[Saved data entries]
......
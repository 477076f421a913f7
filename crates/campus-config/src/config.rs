use crate::components::{LoggingConfig, StorageConfig};
use crate::error::{ConfigError, ConfigResult};
use serde::{Deserialize, Serialize};
use std::path::{Path, PathBuf};
use tracing::debug;

/// Environment variable overriding [`StorageConfig::path`]
pub const ENV_DB_PATH: &str = "CAMPUS_DB_PATH";
/// Environment variable overriding [`LoggingConfig::level`]
pub const ENV_LOG_LEVEL: &str = "CAMPUS_LOG_LEVEL";
/// Environment variable overriding [`StorageConfig::busy_timeout_ms`]
pub const ENV_BUSY_TIMEOUT_MS: &str = "CAMPUS_BUSY_TIMEOUT_MS";
/// When set, the user's default config file is ignored
pub const ENV_TEST_MODE: &str = "CAMPUS_TEST_MODE";

/// Top-level configuration
#[derive(Debug, Clone, Default, PartialEq, Serialize, Deserialize)]
#[serde(default)]
pub struct CampusConfig {
    /// Database settings
    pub storage: StorageConfig,
    /// Tracing settings
    pub logging: LoggingConfig,
}

/// Command-line values that win over file and environment
#[derive(Debug, Clone, Default, PartialEq)]
pub struct ConfigOverrides {
    /// `--db`
    pub db_path: Option<PathBuf>,
    /// `--log-level`
    pub log_level: Option<String>,
}

impl CampusConfig {
    /// Load configuration with precedence: defaults < file < env < overrides
    pub fn load(config_file: Option<PathBuf>, overrides: ConfigOverrides) -> ConfigResult<Self> {
        let mut config = Self::from_file_or_default(config_file)?;
        config.apply_env(|key| std::env::var(key).ok())?;

        if let Some(path) = overrides.db_path {
            config.storage.path = path;
        }
        if let Some(level) = overrides.log_level {
            config.logging.level = level;
        }

        Ok(config)
    }

    /// Parse a TOML file
    pub fn from_file(path: &Path) -> ConfigResult<Self> {
        let contents = std::fs::read_to_string(path).map_err(|source| ConfigError::Read {
            path: path.to_path_buf(),
            source,
        })?;
        toml::from_str(&contents).map_err(|source| ConfigError::Parse {
            path: path.to_path_buf(),
            source,
        })
    }

    /// Default config file location (`~/.config/campus/config.toml`)
    pub fn default_config_path() -> Option<PathBuf> {
        dirs::config_dir().map(|dir| dir.join("campus").join("config.toml"))
    }

    fn from_file_or_default(config_file: Option<PathBuf>) -> ConfigResult<Self> {
        if let Some(path) = config_file {
            debug!(path = %path.display(), "Loading config file");
            return Self::from_file(&path);
        }

        if std::env::var_os(ENV_TEST_MODE).is_some() {
            return Ok(Self::default());
        }

        match Self::default_config_path().filter(|p| p.exists()) {
            Some(path) => {
                debug!(path = %path.display(), "Loading default config file");
                Self::from_file(&path)
            }
            None => Ok(Self::default()),
        }
    }

    /// Apply environment overrides read through `lookup`
    pub fn apply_env<F>(&mut self, lookup: F) -> ConfigResult<()>
    where
        F: Fn(&str) -> Option<String>,
    {
        if let Some(path) = lookup(ENV_DB_PATH) {
            self.storage.path = PathBuf::from(path);
        }
        if let Some(level) = lookup(ENV_LOG_LEVEL) {
            self.logging.level = level;
        }
        if let Some(raw) = lookup(ENV_BUSY_TIMEOUT_MS) {
            self.storage.busy_timeout_ms = raw.trim().parse().map_err(|_| ConfigError::InvalidEnv {
                key: ENV_BUSY_TIMEOUT_MS,
                value: raw.clone(),
            })?;
        }
        Ok(())
    }

    /// The configuration as TOML
    pub fn display_as_toml(&self) -> ConfigResult<String> {
        toml::to_string_pretty(self).map_err(|e| ConfigError::Serialization(e.to_string()))
    }

    /// The configuration as JSON
    pub fn display_as_json(&self) -> ConfigResult<String> {
        serde_json::to_string_pretty(self).map_err(|e| ConfigError::Serialization(e.to_string()))
    }
}
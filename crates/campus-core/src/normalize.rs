//! Name and slug normalization

use crate::error::TagResult;
use std::collections::HashSet;
use uuid::Uuid;

/// Trim, drop empty entries and de-duplicate case-insensitively.
///
/// The first spelling of a name wins and input order is preserved.
pub fn normalize_names<I, S>(names: I) -> Vec<String>
where
    I: IntoIterator<Item = S>,
    S: AsRef<str>,
{
    let mut seen = HashSet::new();
    let mut normalized = Vec::new();

    for name in names {
        let trimmed = name.as_ref().trim();
        if trimmed.is_empty() {
            continue;
        }
        if seen.insert(name_key(trimmed)) {
            normalized.push(trimmed.to_string());
        }
    }

    normalized
}

/// Case-folded form used for name uniqueness
pub fn name_key(name: &str) -> String {
    name.trim().to_lowercase()
}

/// URL-safe slug for a tag name.
///
/// Letters and digits are lowercased and kept; every other run of characters
/// becomes a single `-`. A name with nothing usable gets a random 8 character
/// slug.
pub fn slugify(name: &str) -> String {
    let mut out = String::with_capacity(name.len());
    let mut pending_dash = false;

    for ch in name.trim().chars() {
        if ch.is_alphanumeric() {
            if pending_dash && !out.is_empty() {
                out.push('-');
            }
            pending_dash = false;
            out.extend(ch.to_lowercase());
        } else {
            pending_dash = true;
        }
    }

    if out.is_empty() {
        random_slug()
    } else {
        out
    }
}

fn random_slug() -> String {
    let mut slug = Uuid::new_v4().simple().to_string();
    slug.truncate(8);
    slug
}

/// First of `base`, `base-1`, `base-2`, ... that `is_taken` rejects.
pub fn unique_slug<F>(base: &str, mut is_taken: F) -> TagResult<String>
where
    F: FnMut(&str) -> TagResult<bool>,
{
    let base = base.to_lowercase();
    let mut candidate = base.clone();
    let mut suffix = 1u32;

    while is_taken(&candidate)? {
        candidate = format!("{}-{}", base, suffix);
        suffix += 1;
    }

    Ok(candidate)
}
......
- **What this task involves**
Would you filter the records and copy each line that contains the word "PathBuf"?

- **Output of the task**
use std::path::{Path, PathBuf};
    pub db_path: Option<PathBuf>,
    pub fn load(config_file: Option<PathBuf>, overrides: ConfigOverrides) -> ConfigResult<Self> {
    pub fn default_config_path() -> Option<PathBuf> {
    fn from_file_or_default(config_file: Option<PathBuf>) -> ConfigResult<Self> {
            self.storage.path = PathBuf::from(path);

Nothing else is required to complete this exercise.